I sometimes have difficulty in deciding, in the case of the hon. Member for Oldham (Mr. Hale), whether his head is ruling his heart or his heart his head. I think that his sentimental intervention tonight was one of the instances when clearly his heart was ruling his head. We have to approach this matter from a practical point of view, each of us in the light of his own experience. I believe in trial by jury. I should confess to the Committee that I have only attempted to direct a jury on two occasions and on each occasion the jury has disagreed. Therefore, I think that I can at least claim not to have indicated any undue bias. The Attorney-General was rather naive when he talked as though only juries could be perverse. With all respect to the Bench, judges do vary. The right hon. and learned Gentleman said that it was quite impossible to avoid a particular judge. I do not think that his memory could have gone back very far. Certainly, in regard to circuits it is easy to avoid setting down a case for trial if one does not want a particular judge to try it.

The practical point is what we believe to be the most suitable instrument to try a particular sort of case, in other words, whether there shall be grade 1 and grade 2 juries. I concede at once that it may be necessary to amend the practice. It may be that the method of selection and the circumstances under which the right to have a special jury arises, require amendment. It may be that the qualifications should be altered. This Clause, however, deals with the total abolition of special juries. I am not for a moment putting it forward as my opinion that the present system of selecting special juries is 100 per cent. right, but I do not think that, as a matter of practical justice, they should be totally abolished. The case which has not been met at all, that there are certain cases which require special experience and special knowledge, which at the same time it is desirable should be tried by jury, was put forward by my right hon. and learned Friend the Member for West Derby (Sir D. Maxwell Fyfe). The hon. Member for Oldham (Mr. Hale) talked about the plaintiff in a running-down case whose adviser thought his chances of establishing liability were rocky, and advised him to have a common jury. That in itself is a condemnation. That shows that in a case of rocky liability he is going to sacrifice the accurate and just estimate of damages which he would get from a special jury. So far from advancing the point of the hon. Member in the argument, I consider that it directly confirms that in a serious case, a special jury is the better tribunal.

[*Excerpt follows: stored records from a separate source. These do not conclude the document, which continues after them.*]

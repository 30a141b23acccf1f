use std::{future::Future, pin::Pin};

/// A type-erased background task: an async load, an async put or a refresh.
pub type BoxedTask = Pin<Box<dyn Future<Output = ()> + Send>>;

/// Runs the background tasks of an [`AsyncCache`](crate::AsyncCache).
///
/// A task that is dropped without being polled to completion fails the
/// computation it drives with `CacheError::Cancelled`.
pub trait TaskSpawner: Send + Sync + 'static {
  fn spawn(&self, task: BoxedTask);
}

/// Any `Fn(BoxedTask)` closure is a spawner, e.g. one that forwards to an
/// executor the cache does not know about.
impl<F> TaskSpawner for F
where
  F: Fn(BoxedTask) + Send + Sync + 'static,
{
  fn spawn(&self, task: BoxedTask) {
    self(task)
  }
}

/// Spawns cache tasks onto a Tokio runtime.
#[cfg(feature = "tokio")]
#[derive(Debug, Clone)]
pub struct TokioSpawner(tokio::runtime::Handle);

#[cfg(feature = "tokio")]
impl TokioSpawner {
  /// Uses the runtime of the current context.
  ///
  /// Panics outside of a Tokio runtime; see [`TokioSpawner::try_current`].
  pub fn new() -> Self {
    Self(tokio::runtime::Handle::current())
  }

  pub fn try_current() -> Option<Self> {
    tokio::runtime::Handle::try_current().ok().map(Self)
  }

  pub fn from_handle(handle: tokio::runtime::Handle) -> Self {
    Self(handle)
  }
}

#[cfg(feature = "tokio")]
impl TaskSpawner for TokioSpawner {
  fn spawn(&self, task: BoxedTask) {
    self.0.spawn(task);
  }
}
// This Source Code Form is subject to the terms of the Mozilla Public
// License, v. 2.0. If a copy of the MPL was not distributed with this
// file, You can obtain one at https://mozilla.org/MPL/2.0/.

//! An in-memory machine, for running the kernel on the host.
//!
//! [`SimMachine`] stands in for the CPU, memory and devices. It does not
//! execute instructions; the host plays the CPU by editing registers in the
//! save area and raising interrupts. Device registers are plain cells that
//! read as zero until set.

use std::collections::{BTreeMap, BTreeSet};

use abi::{DeviceId, Register, Word};

use crate::arch::{HwError, Loader, Machine, Program, SavedState};
use crate::paging::PageTable;

#[derive(Clone, Debug)]
pub struct SimMachine {
    memory: Vec<Word>,
    devices: BTreeMap<DeviceId, Word>,
    broken: BTreeSet<DeviceId>,
    device_writes: Vec<(DeviceId, Word)>,
    page_table: Option<PageTable>,
}

impl SimMachine {
    pub fn new(memory_size: usize) -> Self {
        Self {
            memory: vec![0; memory_size],
            devices: BTreeMap::new(),
            broken: BTreeSet::new(),
            device_writes: Vec::new(),
            page_table: None,
        }
    }

    pub fn set_device(&mut self, dev: DeviceId, value: Word) {
        self.devices.insert(dev, value);
    }

    pub fn device(&self, dev: DeviceId) -> Word {
        self.devices.get(&dev).copied().unwrap_or_default()
    }

    /// Makes every later access to `dev` fail.
    pub fn break_device(&mut self, dev: DeviceId) {
        self.broken.insert(dev);
    }

    /// Every device write so far, oldest first.
    pub fn device_writes(&self) -> &[(DeviceId, Word)] {
        &self.device_writes
    }

    pub fn writes_to(&self, dev: DeviceId) -> impl Iterator<Item = Word> + '_ {
        self.device_writes
            .iter()
            .filter(move |(d, _)| *d == dev)
            .map(|&(_, v)| v)
    }

    pub fn register(&self, r: Register) -> Word {
        self.read_word(r.address()).unwrap_or_default()
    }

    pub fn set_register(&mut self, r: Register, value: Word) {
        if let Some(cell) = usize::try_from(r.address())
            .ok()
            .and_then(|a| self.memory.get_mut(a))
        {
            *cell = value;
        }
    }

    /// The register file as the CPU would reload it.
    pub fn registers(&self) -> SavedState {
        SavedState::capture(self).unwrap_or_default()
    }

    pub fn memory(&self) -> &[Word] {
        &self.memory
    }

    /// Stores a NUL-terminated string one character per word.
    pub fn write_str(&mut self, addr: Word, s: &str) -> Result<(), HwError> {
        let mut a = addr;
        for w in s.bytes().map(Word::from).chain([0]) {
            self.write_word(a, w)?;
            a += 1;
        }
        Ok(())
    }

    pub fn page_table(&self) -> Option<&PageTable> {
        self.page_table.as_ref()
    }

    /// Reads `vaddr` the way the CPU would: through the installed page table,
    /// or untranslated if there is none. `None` if the page is unmapped.
    pub fn read_virtual(&self, vaddr: Word, page_size: u32) -> Option<Word> {
        let addr = match &self.page_table {
            None => vaddr,
            Some(t) => t.translate(vaddr, page_size)?,
        };
        self.read_word(addr).ok()
    }
}

impl Machine for SimMachine {
    fn memory_size(&self) -> usize {
        self.memory.len()
    }

    fn read_word(&self, addr: Word) -> Result<Word, HwError> {
        usize::try_from(addr)
            .ok()
            .and_then(|a| self.memory.get(a))
            .copied()
            .ok_or(HwError::BadAddress(addr))
    }

    fn write_word(&mut self, addr: Word, value: Word) -> Result<(), HwError> {
        let cell = usize::try_from(addr)
            .ok()
            .and_then(|a| self.memory.get_mut(a))
            .ok_or(HwError::BadAddress(addr))?;
        *cell = value;
        Ok(())
    }

    fn read_device(&mut self, dev: DeviceId) -> Result<Word, HwError> {
        if self.broken.contains(&dev) {
            return Err(HwError::BadDevice(dev));
        }
        Ok(self.device(dev))
    }

    fn write_device(&mut self, dev: DeviceId, value: Word) -> Result<(), HwError> {
        if self.broken.contains(&dev) {
            return Err(HwError::BadDevice(dev));
        }
        self.devices.insert(dev, value);
        self.device_writes.push((dev, value));
        Ok(())
    }

    fn install_page_table(&mut self, table: Option<&PageTable>) {
        self.page_table = table.cloned();
    }
}

/// A loader backed by a map of named programs.
#[derive(Clone, Debug, Default)]
pub struct SimLoader {
    programs: BTreeMap<String, Program>,
}

impl SimLoader {
    pub fn new() -> Self {
        Self::default()
    }

    pub fn insert(&mut self, name: &str, load_address: Word, words: Vec<Word>) {
        self.programs.insert(
            name.to_string(),
            Program {
                load_address,
                words,
            },
        );
    }

    pub fn with(mut self, name: &str, load_address: Word, words: Vec<Word>) -> Self {
        self.insert(name, load_address, words);
        self
    }
}

impl Loader for SimLoader {
    fn load(&mut self, name: &str) -> Option<Program> {
        self.programs.get(name).cloned()
    }
}

#[cfg(test)]
mod tests {
    use super::*;

    #[test]
    fn save_area_round_trip_is_identity() {
        let mut m = SimMachine::new(16);
        let mut s = SavedState::default();
        for (i, r) in Register::ALL.into_iter().enumerate() {
            s.set(r, 100 + i as Word);
        }
        s.restore(&mut m).unwrap();
        assert_eq!(SavedState::capture(&m).unwrap(), s);
        assert_eq!(m.register(Register::Complement), 104);
    }

    #[test]
    fn broken_device_fails_both_ways() {
        let mut m = SimMachine::new(8);
        m.break_device(DeviceId(3));
        assert_eq!(m.read_device(DeviceId(3)), Err(HwError::BadDevice(DeviceId(3))));
        assert!(m.write_device(DeviceId(3), 1).is_err());
        assert_eq!(m.read_device(DeviceId(4)), Ok(0));
    }

    #[test]
    fn out_of_range_memory_fails() {
        let mut m = SimMachine::new(4);
        assert_eq!(m.read_word(4), Err(HwError::BadAddress(4)));
        assert_eq!(m.write_word(-1, 0), Err(HwError::BadAddress(-1)));
    }
}
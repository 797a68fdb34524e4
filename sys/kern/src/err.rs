// This Source Code Form is subject to the terms of the Mozilla Public
// License, v. 2.0. If a copy of the MPL was not distributed with this
// file, You can obtain one at https://mozilla.org/MPL/2.0/.

//! Common error-handling support.
//!
//! Kernel code spends a lot of its length deciding what a failure means. The
//! split here keeps that out of the main paths: anything that goes wrong is
//! expressed as a `KernelFault` or `UserError` and propagated with `?`, and
//! the dispatcher decides at one place what to do with it.

use abi::{DeviceId, Word};

use crate::arch::HwError;

/// A failure the kernel cannot recover from.
///
/// Once one of these reaches the dispatcher it is latched as the internal
/// error and every later dispatch halts.
#[derive(Copy, Clone, Debug, Eq, PartialEq)]
pub enum KernelFault {
    /// A device register could not be accessed.
    Device(DeviceId),
    /// A physical memory access failed.
    Memory(Word),
    /// The interrupt cause was not one the kernel handles.
    UnknownInterrupt(Word),
    /// The CPU reported an error the kernel cannot handle in place.
    UnhandledCpuFault(Word),
    /// A process issued a syscall number the kernel doesn't know.
    UnknownSyscall(Word),
    /// The interrupt handler or the first process could not be loaded.
    BootLoad,
    /// A second reset arrived after boot.
    UnexpectedReset,
    /// No physical frame is left for a page fault.
    OutOfFrames,
    /// An interrupt that needs a running process arrived with none.
    NoRunningProcess,
}

impl From<HwError> for KernelFault {
    fn from(e: HwError) -> Self {
        match e {
            HwError::BadAddress(a) => Self::Memory(a),
            HwError::BadDevice(d) => Self::Device(d),
        }
    }
}

/// An error committed by user code when interacting with a syscall.
///
/// This is used internally as the returned error type for syscall
/// implementations.
#[derive(Copy, Clone, Debug, Eq, PartialEq)]
pub enum UserError {
    /// A recoverable error. The code (always -1 today) is written to the
    /// caller's accumulator and the caller carries on.
    Recoverable(Word),
    /// A failure that takes the whole kernel down.
    Unrecoverable(KernelFault),
}

impl UserError {
    /// The generic "that didn't work" result handed back to a caller.
    pub const FAILED: Self = Self::Recoverable(-1);
}

/// Convenience conversion from `KernelFault`.
impl From<KernelFault> for UserError {
    fn from(f: KernelFault) -> Self {
        Self::Unrecoverable(f)
    }
}

/// Convenience conversion from `HwError` (by way of `KernelFault`).
impl From<HwError> for UserError {
    fn from(e: HwError) -> Self {
        Self::Unrecoverable(e.into())
    }
}
// This Source Code Form is subject to the terms of the Mozilla Public
// License, v. 2.0. If a copy of the MPL was not distributed with this
// file, You can obtain one at https://mozilla.org/MPL/2.0/.

//! The interrupt dispatcher.
//!
//! After startup the only way into the kernel is [`Kernel::handle_interrupt`],
//! which the CPU calls from its interrupt handler. Each call runs one full
//! cycle, always in this order:
//!
//! 1. save the interrupted process's registers,
//! 2. handle the interrupt cause,
//! 3. complete any device transfers that have become possible, and account
//!    time,
//! 4. run the scheduling policy,
//! 5. restore the chosen process's registers, or tell the CPU to halt.
//!
//! Any `KernelFault` raised along the way ends the cycle early and is latched
//! as the internal error. The latch is sticky: every later cycle halts.

use abi::{
    CpuFault, InterruptCause, Pendency, ProcessId, Register, Sysnum, Word,
};
use ringbuf::{ringbuf_entry, Ringbuf};

use crate::arch::{Loader, Machine};
use crate::config::KernelConfig;
use crate::err::{KernelFault, UserError};
use crate::paging::{BackingStore, FrameAllocator};
use crate::task::{ProcessMemory, ProcessTable};
use crate::telemetry::{Report, Telemetry};
use crate::time::Timestamp;
use crate::wait::WaitRegistry;

/// Number of trace entries retained.
pub const TRACE_DEPTH: usize = 64;

/// Kernel events recorded in the trace ring buffer.
#[derive(Copy, Clone, Debug, PartialEq)]
pub enum Trace {
    None,
    Startup,
    Interrupt(InterruptCause),
    Boot(ProcessId),
    Syscall(ProcessId, Sysnum),
    Blocked(ProcessId, Pendency),
    Waiting { waiter: ProcessId, target: ProcessId },
    Resolved(ProcessId),
    Created(ProcessId),
    LoadFailed(ProcessId),
    Terminated(ProcessId),
    PageFault { pid: ProcessId, page: u32, frame: u32 },
    Switch {
        from: Option<ProcessId>,
        to: Option<ProcessId>,
    },
    Fault(KernelFault),
    Report,
    Halt,
}

/// What the CPU should do when the kernel returns.
#[derive(Copy, Clone, Debug, Eq, PartialEq)]
pub enum Dispatch {
    /// Return from the interrupt into the process whose registers are now in
    /// the save area.
    Resume,
    /// Stop until the next interrupt.
    Halt,
}

impl Dispatch {
    /// Value the interrupt handler expects back in its accumulator.
    pub fn as_word(self) -> Word {
        match self {
            Self::Resume => 0,
            Self::Halt => 1,
        }
    }
}

pub struct Kernel {
    pub(crate) config: KernelConfig,
    pub(crate) table: ProcessTable,
    pub(crate) waits: WaitRegistry,
    pub(crate) telemetry: Telemetry,
    pub(crate) frames: FrameAllocator,
    pub(crate) disk: BackingStore,
    pub(crate) trace: Ringbuf<Trace, TRACE_DEPTH>,
    pub(crate) booted: bool,
    internal_error: Option<KernelFault>,
    report: Option<Report>,
}

impl Kernel {
    pub fn new(config: KernelConfig) -> Self {
        Self {
            table: ProcessTable::new(config.quantum),
            waits: WaitRegistry::new(),
            telemetry: Telemetry::new(),
            frames: FrameAllocator::new(config.first_free_frame()),
            disk: BackingStore::new(config.disk_size),
            trace: Ringbuf::new(Trace::None),
            booted: false,
            internal_error: None,
            report: None,
            config,
        }
    }

    pub fn config(&self) -> &KernelConfig {
        &self.config
    }

    pub fn table(&self) -> &ProcessTable {
        &self.table
    }

    pub fn waits(&self) -> &WaitRegistry {
        &self.waits
    }

    pub fn telemetry(&self) -> &Telemetry {
        &self.telemetry
    }

    pub fn trace(&self) -> &Ringbuf<Trace, TRACE_DEPTH> {
        &self.trace
    }

    pub fn frames(&self) -> &FrameAllocator {
        &self.frames
    }

    pub fn disk(&self) -> &BackingStore {
        &self.disk
    }

    /// The fault that stopped the kernel, if one has.
    pub fn internal_error(&self) -> Option<KernelFault> {
        self.internal_error
    }

    /// End-of-run summary, produced once the last process is gone.
    pub fn report(&self) -> Option<&Report> {
        self.report.as_ref()
    }

    /// Runs one interrupt cycle. `raw_cause` is the interrupt number the CPU
    /// passed in.
    pub fn handle_interrupt(
        &mut self,
        m: &mut impl Machine,
        loader: &mut impl Loader,
        raw_cause: Word,
    ) -> Dispatch {
        let cause = InterruptCause::from(raw_cause);
        self.telemetry.interrupt(cause);
        ringbuf_entry!(self.trace, Trace::Interrupt(cause));

        if self.internal_error.is_none() {
            if let Err(fault) = self.cycle(m, loader, cause, raw_cause) {
                self.fail(fault);
            }
        }

        self.dispatch(m)
    }

    fn cycle(
        &mut self,
        m: &mut impl Machine,
        loader: &mut impl Loader,
        cause: InterruptCause,
        raw_cause: Word,
    ) -> Result<(), KernelFault> {
        self.save_context(&*m)?;

        match cause {
            InterruptCause::Reset => self.reset(m, loader)?,
            InterruptCause::Syscall => crate::syscalls::syscall_entry(self, m, loader)?,
            InterruptCause::CpuError => self.cpu_error(m)?,
            InterruptCause::Timer => self.timer(m)?,
            InterruptCause::Unknown => {
                return Err(KernelFault::UnknownInterrupt(raw_cause))
            }
        }

        self.resolve_pendencies(m)?;
        self.account();

        let before = self.table.running();
        self.table.schedule(self.config.policy, &mut self.telemetry);
        let after = self.table.running();
        if before != after {
            ringbuf_entry!(self.trace, Trace::Switch { from: before, to: after });
        }
        Ok(())
    }

    /// Latches `fault` as the internal error. The first fault wins.
    pub(crate) fn fail(&mut self, fault: KernelFault) {
        ringbuf_entry!(self.trace, Trace::Fault(fault));
        if self.internal_error.is_none() {
            self.internal_error = Some(fault);
        }
    }

    fn save_context(&mut self, m: &impl Machine) -> Result<(), KernelFault> {
        if let Some(p) = self.table.running_process_mut() {
            *p.save_mut() = crate::arch::SavedState::capture(m)?;
        }
        Ok(())
    }

    fn dispatch(&mut self, m: &mut impl Machine) -> Dispatch {
        if self.internal_error.is_some() {
            ringbuf_entry!(self.trace, Trace::Halt);
            return Dispatch::Halt;
        }

        let restored = match self.table.running_process() {
            Some(p) => {
                let r = p.save().restore(m);
                if r.is_ok() {
                    m.install_page_table(p.page_table());
                }
                Some(r)
            }
            None => None,
        };

        match restored {
            Some(Ok(())) => Dispatch::Resume,
            Some(Err(e)) => {
                self.fail(e.into());
                ringbuf_entry!(self.trace, Trace::Halt);
                Dispatch::Halt
            }
            None => {
                ringbuf_entry!(self.trace, Trace::Halt);
                Dispatch::Halt
            }
        }
    }

    fn cpu_error(&mut self, m: &mut impl Machine) -> Result<(), KernelFault> {
        let code = m.read_word(Register::Error.address())?;
        match CpuFault::try_from(code) {
            Ok(CpuFault::MissingPage) => {
                let p = self
                    .table
                    .running_process()
                    .ok_or(KernelFault::NoRunningProcess)?;
                let (pid, vaddr) = (p.id(), p.save().complement());
                self.fault_in(m, pid, vaddr)?;
                Ok(())
            }
            _ => Err(KernelFault::UnhandledCpuFault(code)),
        }
    }

    fn timer(&mut self, m: &mut impl Machine) -> Result<(), KernelFault> {
        let devs = self.config.devices;
        m.write_device(devs.clock_interrupt(), 0)?;
        m.write_device(devs.clock_timer(), self.config.timer_interval)?;

        if let Some(p) = self.table.running_process_mut() {
            p.tick();
        }

        if self.booted && self.table.is_empty() && self.report.is_none() {
            let now = self.now(m)?;
            self.report = Some(self.telemetry.report(now));
            ringbuf_entry!(self.trace, Trace::Report);
        }
        Ok(())
    }

    /// Reads the instruction clock.
    pub(crate) fn now(
        &self,
        m: &mut impl Machine,
    ) -> Result<Timestamp, KernelFault> {
        let t = m.read_device(self.config.devices.clock_instructions())?;
        Ok(Timestamp::from(t))
    }

    fn resolve_pendencies(
        &mut self,
        m: &mut impl Machine,
    ) -> Result<(), KernelFault> {
        for (pid, pending) in self.table.pending_io() {
            if self.transfer(m, pid, pending)? {
                self.table.wake(pid, &mut self.telemetry);
                ringbuf_entry!(self.trace, Trace::Resolved(pid));
            }
        }
        Ok(())
    }

    /// Attempts the device transfer described by `pending` on behalf of
    /// `pid`. Returns `Ok(false)` if the device isn't ready, in which case
    /// nothing has been touched.
    ///
    /// A read leaves the data in the accumulator. A write takes its data from
    /// the index register and leaves 0 in the accumulator.
    pub(crate) fn transfer(
        &mut self,
        m: &mut impl Machine,
        pid: ProcessId,
        pending: Pendency,
    ) -> Result<bool, KernelFault> {
        let devs = self.config.devices;
        let ready = match pending {
            Pendency::None => return Ok(false),
            Pendency::Read => devs.input_ready(pid),
            Pendency::Write => devs.output_ready(pid),
        };
        if m.read_device(ready)? == 0 {
            return Ok(false);
        }
        let Some(p) = self.table.find_mut(pid) else {
            return Ok(false);
        };

        match pending {
            Pendency::Read => {
                let data = m.read_device(devs.input_data(pid))?;
                p.save_mut().set_accumulator(data);
            }
            Pendency::Write => {
                m.write_device(devs.output_data(pid), p.save().index())?;
                p.save_mut().set_accumulator(0);
            }
            Pendency::None => (),
        }
        Ok(true)
    }

    fn account(&mut self) {
        if self.table.is_idle() {
            self.telemetry.idle_tick();
        }
        self.table.account_time(&mut self.telemetry);
    }

    /// Removes `pid` from the system: drops it from the table, wakes
    /// everything waiting on it and then timestamps its end. Unknown ids are
    /// ignored.
    ///
    /// The record is gone even if reading the clock fails.
    pub(crate) fn terminate(
        &mut self,
        m: &mut impl Machine,
        pid: ProcessId,
    ) -> Result<(), KernelFault> {
        if self.table.remove(pid).is_none() {
            return Ok(());
        }
        self.waits.forget_waiter(pid);
        let woken = self.waits.resolve(pid, &mut self.table, &mut self.telemetry);
        ringbuf_entry!(self.trace, Trace::Terminated(pid));
        for w in woken {
            ringbuf_entry!(self.trace, Trace::Resolved(w));
        }

        let now = self.now(m)?;
        self.telemetry.process_terminated(pid, now);
        Ok(())
    }

    /// Services a missing-page fault for `pid` at `vaddr`: takes a fresh
    /// frame, fills it from the backing store and maps it. Returns the frame.
    pub(crate) fn fault_in(
        &mut self,
        m: &mut impl Machine,
        pid: ProcessId,
        vaddr: Word,
    ) -> Result<u32, KernelFault> {
        let page_size = self.config.page_size.max(1);
        let v = u32::try_from(vaddr).map_err(|_| KernelFault::Memory(vaddr))?;
        let page = v / page_size;
        let frame_count =
            u32::try_from(m.memory_size() / page_size as usize).unwrap_or(u32::MAX);

        let p = self
            .table
            .find_mut(pid)
            .ok_or(KernelFault::NoRunningProcess)?;
        let ProcessMemory::Paged {
            region,
            origin,
            table,
        } = p.memory_mut()
        else {
            return Err(KernelFault::UnhandledCpuFault(
                CpuFault::MissingPage as Word,
            ));
        };

        let frame = self
            .frames
            .allocate(frame_count)
            .ok_or(KernelFault::OutOfFrames)?;
        table.map(page, frame);

        for off in 0..page_size {
            // Virtual address `origin` holds the first word of the image.
            let va = i64::from(page) * i64::from(page_size) + i64::from(off);
            let value = usize::try_from(va - i64::from(*origin))
                .map(|o| self.disk.read(*region, o))
                .unwrap_or(0);
            let pa = u64::from(frame) * u64::from(page_size) + u64::from(off);
            let addr = Word::try_from(pa).map_err(|_| KernelFault::OutOfFrames)?;
            m.write_word(addr, value)?;
        }

        ringbuf_entry!(self.trace, Trace::PageFault { pid, page, frame });
        Ok(frame)
    }

    /// Reads one word of `pid`'s address space, paging it in if needed.
    /// Addresses the process cannot reach fail with `UserError::FAILED`.
    pub(crate) fn read_user(
        &mut self,
        m: &mut impl Machine,
        pid: ProcessId,
        vaddr: Word,
    ) -> Result<Word, UserError> {
        let page_size = self.config.page_size.max(1);
        let p = self.table.find(pid).ok_or(UserError::FAILED)?;
        let addr = match p.page_table() {
            None => vaddr,
            Some(t) => match t.translate(vaddr, page_size) {
                Some(a) => a,
                None => {
                    if vaddr < 0 {
                        return Err(UserError::FAILED);
                    }
                    self.fault_in(m, pid, vaddr)?;
                    self.table
                        .find(pid)
                        .and_then(|p| p.page_table())
                        .and_then(|t| t.translate(vaddr, page_size))
                        .ok_or(UserError::FAILED)?
                }
            },
        };
        m.read_word(addr).map_err(|_| UserError::FAILED)
    }
}

#[cfg(test)]
mod tests {
    use super::*;
    use crate::sim::{SimLoader, SimMachine};

    fn booted() -> (Kernel, SimMachine) {
        let mut l = SimLoader::new()
            .with("trata_int.maq", 10, vec![1])
            .with("init.maq", 100, vec![2]);
        let mut m = SimMachine::new(200);
        let mut k = Kernel::new(KernelConfig::default());
        k.startup(&mut m, &mut l);
        assert_eq!(k.handle_interrupt(&mut m, &mut l, 0), Dispatch::Resume);
        (k, m)
    }

    #[test]
    fn dispatch_words() {
        assert_eq!(Dispatch::Resume.as_word(), 0);
        assert_eq!(Dispatch::Halt.as_word(), 1);
    }

    #[test]
    fn transfer_without_pendency_touches_nothing() {
        let (mut k, mut m) = booted();
        let pid = ProcessId(1);
        let devs = k.config.devices;
        m.set_device(devs.input_ready(pid), 1);
        m.set_device(devs.output_ready(pid), 1);
        let before = *k.table.find(pid).unwrap().save();
        let writes = m.device_writes().len();

        assert_eq!(k.transfer(&mut m, pid, Pendency::None), Ok(false));
        assert_eq!(*k.table.find(pid).unwrap().save(), before);
        assert_eq!(m.device_writes().len(), writes);
    }

    #[test]
    fn first_fault_wins() {
        let (mut k, _) = booted();
        k.fail(KernelFault::OutOfFrames);
        k.fail(KernelFault::BootLoad);
        assert_eq!(k.internal_error(), Some(KernelFault::OutOfFrames));
    }

    #[test]
    fn terminate_ignores_unknown_pid() {
        let (mut k, mut m) = booted();
        assert_eq!(k.terminate(&mut m, ProcessId(9)), Ok(()));
        assert_eq!(k.table().len(), 1);
    }
}
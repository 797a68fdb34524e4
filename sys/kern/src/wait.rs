// This Source Code Form is subject to the terms of the Mozilla Public
// License, v. 2.0. If a copy of the MPL was not distributed with this
// file, You can obtain one at https://mozilla.org/MPL/2.0/.

//! Processes waiting for other processes to terminate.

use abi::ProcessId;

use crate::task::ProcessTable;
use crate::telemetry::Telemetry;

/// `waiter` is blocked until `target` terminates.
#[derive(Copy, Clone, Debug, Eq, PartialEq)]
pub struct WaitEntry {
    pub waiter: ProcessId,
    pub target: ProcessId,
}

#[derive(Clone, Debug, Default)]
pub struct WaitRegistry {
    entries: Vec<WaitEntry>,
}

impl WaitRegistry {
    pub fn new() -> Self {
        Self::default()
    }

    /// Records that `waiter` waits on `target`. The caller has already
    /// blocked `waiter`.
    pub fn insert(&mut self, waiter: ProcessId, target: ProcessId) {
        self.entries.push(WaitEntry { waiter, target });
    }

    /// Drops every entry waiting on `target` and makes each of those waiters
    /// ready again. Returns the woken waiters in the order they started
    /// waiting.
    pub fn resolve(
        &mut self,
        target: ProcessId,
        table: &mut ProcessTable,
        telemetry: &mut Telemetry,
    ) -> Vec<ProcessId> {
        let mut woken = Vec::new();
        self.entries.retain(|e| {
            if e.target == target {
                woken.push(e.waiter);
                false
            } else {
                true
            }
        });
        for &w in &woken {
            table.wake(w, telemetry);
        }
        woken
    }

    /// Forgets everything `waiter` was waiting on, for when the waiter
    /// itself goes away.
    pub fn forget_waiter(&mut self, waiter: ProcessId) {
        self.entries.retain(|e| e.waiter != waiter);
    }

    pub fn waiters_on(
        &self,
        target: ProcessId,
    ) -> impl Iterator<Item = ProcessId> + '_ {
        self.entries
            .iter()
            .filter(move |e| e.target == target)
            .map(|e| e.waiter)
    }

    pub fn iter(&self) -> impl Iterator<Item = &WaitEntry> + '_ {
        self.entries.iter()
    }

    pub fn len(&self) -> usize {
        self.entries.len()
    }

    pub fn is_empty(&self) -> bool {
        self.entries.is_empty()
    }
}

#[cfg(test)]
mod tests {
    use super::*;
    use crate::task::ProcessMemory;
    use abi::{Pendency, ProcessState};

    fn setup(n: usize) -> (ProcessTable, Telemetry) {
        let mut t = ProcessTable::new(5);
        for _ in 0..n {
            let p = t.create(ProcessMemory::Physical);
            t.insert(p);
        }
        (t, Telemetry::new())
    }

    #[test]
    fn resolve_wakes_only_waiters_on_target() {
        let (mut t, mut tel) = setup(4);
        let mut w = WaitRegistry::new();
        for (waiter, target) in [(1, 4), (2, 3), (3, 4)] {
            t.block(ProcessId(waiter), Pendency::None, &mut tel);
            w.insert(ProcessId(waiter), ProcessId(target));
        }

        let woken = w.resolve(ProcessId(4), &mut t, &mut tel);
        assert_eq!(woken, [ProcessId(1), ProcessId(3)]);
        assert_eq!(w.len(), 1);
        assert_eq!(w.waiters_on(ProcessId(4)).count(), 0);
        assert_eq!(t.find(ProcessId(1)).unwrap().state(), ProcessState::Ready);
        assert_eq!(t.find(ProcessId(2)).unwrap().state(), ProcessState::Blocked);
        assert_eq!(t.find(ProcessId(3)).unwrap().state(), ProcessState::Ready);
    }

    #[test]
    fn resolve_tolerates_departed_waiter() {
        let (mut t, mut tel) = setup(2);
        let mut w = WaitRegistry::new();
        w.insert(ProcessId(1), ProcessId(2));
        t.remove(ProcessId(1));
        assert_eq!(w.resolve(ProcessId(2), &mut t, &mut tel), [ProcessId(1)]);
        assert!(w.is_empty());
    }

    #[test]
    fn forget_waiter_drops_its_entries() {
        let mut w = WaitRegistry::new();
        w.insert(ProcessId(1), ProcessId(2));
        w.insert(ProcessId(3), ProcessId(2));
        w.forget_waiter(ProcessId(1));
        assert_eq!(w.waiters_on(ProcessId(2)).collect::<Vec<_>>(), [ProcessId(3)]);
    }
}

It was the Attorney-General who spoke of common juries having dealt very successfully with long and complicated criminal cases. It is difficult in a criminal case to know exactly what the jury is thinking. I should have thought, however, that the impression formed by those of us who have appeared in long and complicated criminal cases, dealing with commercial matters, was that the great majority of common juries have been completely at sea throughout almost the whole of the case; that it would have been better and in the interests of justice that there should have been persons trying the case capable of dealing with the complicated matters presented, and doing justice to the issues involved. Therefore I take the point of the Attorney-General about justice appearing to be done and I say that there is a class of case in which justice would be done, and would appear to be done, if it was tried by a rather specialist class of jury, and I support my right hon. and learned Friend the Member for West Derby in refusing to agree to the total abolition of special juries.

Mr. W. J. Brown (Rugby)

I was very interested in the argument just advanced, and I should like to extend it a little further. If it be true that there are certain types of cases where a special jury—because its members are supposed to be better equipped with knowledge and experience than members of a common jury—are likely to be more adequate to deal with a particular case, we cannot stop there. There are many other cases in which a special jury is at least as inadequate, by comparison with a judge, as a common jury is with a special jury. If the logic of the argument which has been advanced is that we are to relate the mechanism to the character of the case, there are many cases where we ought to abolish the jury altogether and rest the decision with the judge.

Mr. Hogg

We already do that.

Mr. Brown

That may be, but the logic of the argument would ultimately lead us to the situation where we only had judges and no jury at all.

Mr. Hogg

That is very nearly the situation we have now.

Mr. Brown

I beg the pardon of the hon. Member, but it is not the situation that we have now, otherwise this Debate would not be going on at all.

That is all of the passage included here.